Lebih lanjut, Dodo menyebut jika posisi Pulau Jawa, Sulawesi Selatan, NTB dan NTT berada di wilayah monsun Australia-Asia. “Di Jawa itu dari grafiknya Januari sampai Desember, itu yang kita kenal sebagai pola hujan monsun.”
“Dan karena kita berada di wilayah monsunal, Monsun Australia- Asia itu paling banyak monsun tersebut. Jadi ada di selatan ekuador, seperti di Jawa, Sulawesi Selatan, sampai ke NTB, NTT,” imbuhnya.
Dia menyebut curah hujan dipengaruhi oleh adanya pola lain di sekitar garis ekuator yang sejalan dengan pergerakan semu matahari, seperti wilayah Riau.

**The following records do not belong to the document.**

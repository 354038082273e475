//! jibsa binary entry point.

use clap::Parser;
use tracing_subscriber::EnvFilter;

use jibsa::cli::{Cli, execute};

#[tokio::main]
async fn main() -> anyhow::Result<()> {
    let cli = Cli::parse();

    let default_filter = if cli.verbose { "jibsa=debug" } else { "jibsa=warn" };
    tracing_subscriber::fmt()
        .with_env_filter(
            EnvFilter::try_from_default_env().unwrap_or_else(|_| EnvFilter::new(default_filter)),
        )
        .with_writer(std::io::stderr)
        .init();

    execute(cli).await
}
//! Domain models: people, rides, debts and price settings.
//!
//! Field names serialize in camelCase so the persisted JSON matches the shape
//! other clients of the same store read and write.

use crate::decimal::Money;
use crate::error::{LedgerError, Result};
use chrono::{DateTime, Utc};
use rust_decimal::Decimal;
use serde::{Deserialize, Serialize};
use std::str::FromStr;

/// A member of the ride group.
#[derive(Debug, Clone, PartialEq, Serialize, Deserialize)]
#[serde(rename_all = "camelCase")]
pub struct Person {
    /// Stable unique identifier.
    pub id: String,

    /// Display name.
    pub name: String,

    /// Personal price per kilometer, used instead of the group default when
    /// this person drives.
    #[serde(
        default,
        skip_serializing_if = "Option::is_none",
        with = "rust_decimal::serde::float_option"
    )]
    pub price_per_km: Option<Decimal>,
}

impl Person {
    /// Creates a person without a personal price override.
    pub fn new(id: impl Into<String>, name: impl Into<String>) -> Self {
        Person {
            id: id.into(),
            name: name.into(),
            price_per_km: None,
        }
    }

    /// Builder-style helper to attach a personal price.
    pub fn with_price(mut self, price_per_km: Decimal) -> Self {
        self.price_per_km = Some(price_per_km);
        self
    }

    /// Price this person charges per kilometer when driving.
    pub fn effective_price(&self, default_price_per_km: Decimal) -> Decimal {
        match self.price_per_km {
            Some(price) => price,
            None => default_price_per_km,
        }
    }
}

/// A single shared ride.
#[derive(Debug, Clone, PartialEq, Serialize, Deserialize)]
#[serde(rename_all = "camelCase")]
pub struct Ride {
    pub id: String,

    pub driver_id: String,

    /// Everyone in the car except the driver. Order carries no meaning.
    pub passengers: Vec<String>,

    /// Kilometers driven.
    #[serde(with = "rust_decimal::serde::float")]
    pub distance: Decimal,

    pub date: DateTime<Utc>,
}

impl Ride {
    /// Number of people splitting the cost, driver included.
    pub fn share_count(&self) -> usize {
        self.passengers.len() + 1
    }

    /// Returns `true` if the person drove or rode along.
    pub fn involves(&self, person_id: &str) -> bool {
        self.driver_id == person_id || self.passengers.iter().any(|p| p == person_id)
    }
}

/// A directed obligation: `from_user_id` owes `to_user_id` the given amount.
///
/// Used both for raw per-ride debts and for netted settlement payments.
#[derive(Debug, Clone, PartialEq, Eq, Serialize, Deserialize)]
#[serde(rename_all = "camelCase")]
pub struct Debt {
    pub from_user_id: String,
    pub to_user_id: String,
    pub amount: Money,
}

impl Debt {
    pub fn new(from: impl Into<String>, to: impl Into<String>, amount: Money) -> Self {
        Debt {
            from_user_id: from.into(),
            to_user_id: to.into(),
            amount,
        }
    }
}

/// Group-wide price configuration.
#[derive(Debug, Clone, PartialEq, Serialize, Deserialize)]
#[serde(rename_all = "camelCase")]
pub struct Settings {
    /// Default price per kilometer for drivers without a personal price.
    #[serde(with = "rust_decimal::serde::float")]
    pub price_per_km: Decimal,

    /// Distance pre-filled for new rides. Not used in any computation.
    #[serde(with = "rust_decimal::serde::float")]
    pub default_distance: Decimal,
}

impl Default for Settings {
    fn default() -> Self {
        Settings {
            price_per_km: Decimal::ONE,
            default_distance: Decimal::from(30),
        }
    }
}

/// Rejects zero and negative values for distances and prices.
pub fn require_positive(value: Decimal, what: &str) -> Result<Decimal> {
    if value <= Decimal::ZERO {
        return Err(LedgerError::invalid(format!(
            "{} must be greater than 0, got {}",
            what, value
        )));
    }
    Ok(value)
}

/// Raw ride row as read from CSV.
///
/// `passengers` holds ids or names separated by `;`. `date` is optional and
/// defaults to the import time.
#[derive(Debug, Deserialize)]
pub struct RideRecord {
    pub driver: String,

    pub passengers: String,

    pub distance: String,

    #[serde(default)]
    pub date: Option<String>,
}

/// A parsed ride row whose people are still unresolved references.
#[derive(Debug, Clone)]
pub struct ParsedRide {
    pub driver: String,
    pub passengers: Vec<String>,
    pub distance: Decimal,
    pub date: Option<DateTime<Utc>>,
}

impl RideRecord {
    /// Parses the raw CSV record into a typed ride.
    pub fn parse(&self) -> Result<ParsedRide> {
        let driver = self.driver.trim();
        if driver.is_empty() {
            return Err(LedgerError::invalid("missing driver"));
        }

        let passengers: Vec<String> = self
            .passengers
            .split(';')
            .map(str::trim)
            .filter(|p| !p.is_empty())
            .map(str::to_string)
            .collect();

        let distance = Decimal::from_str(self.distance.trim())
            .map_err(|e| LedgerError::invalid(format!("bad distance {:?}: {}", self.distance, e)))?;

        let date = match self.date.as_deref().map(str::trim) {
            None | Some("") => None,
            Some(raw) => Some(
                DateTime::parse_from_rfc3339(raw)
                    .map_err(|e| LedgerError::invalid(format!("bad date {:?}: {}", raw, e)))?
                    .with_timezone(&Utc),
            ),
        };

        Ok(ParsedRide {
            driver: driver.to_string(),
            passengers,
            distance,
            date,
        })
    }
}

“Nah, di sekitar ekuator kita mempunyai pola yang lain hal yaitu dua pola hal ini sebenarnya sejalan dengan pergerakan semu matahari dari Selatan ke Utara, kembali ke Selatan.”
“Pada saat melintas ekuator itu pola hujan wilayah-wilayah tersebut yang termasuk Riau, itu mempunyai pola artinya ada musim kemarau yang lebih pendek di bulan Februari, Maret, lalu naik dan turun sekitar Mei, seperti tempat lainnya,” tambahnya.
Dodo mengatakan ada pola hujan terbalik di sekitar wilayah Maluku. “Kemudian, yang lain sekitar Maluku ada pola yang terbalik. Bila di Jawa polanya berbentuk ‘U’, ini seperti kebalikannya, dan juga musim kemaraunya terbalik di bulan Desember,Januari dan Februari,” jelasnya.
Selain curah hujan, menurut Dodo, topografi wilayah Indonesia turut membentuk perbedaan pola iklim. “Kita dengan topografi yang berbeda dapat membentuk pola iklim yang berbeda juga. Misalnya salah satu contoh yang sangat terlihat jelas di daerah Palu, di lembahnya membentuk lekukan pola ‘U’ tapi curah hujannya sangat kecil,” tutupnya.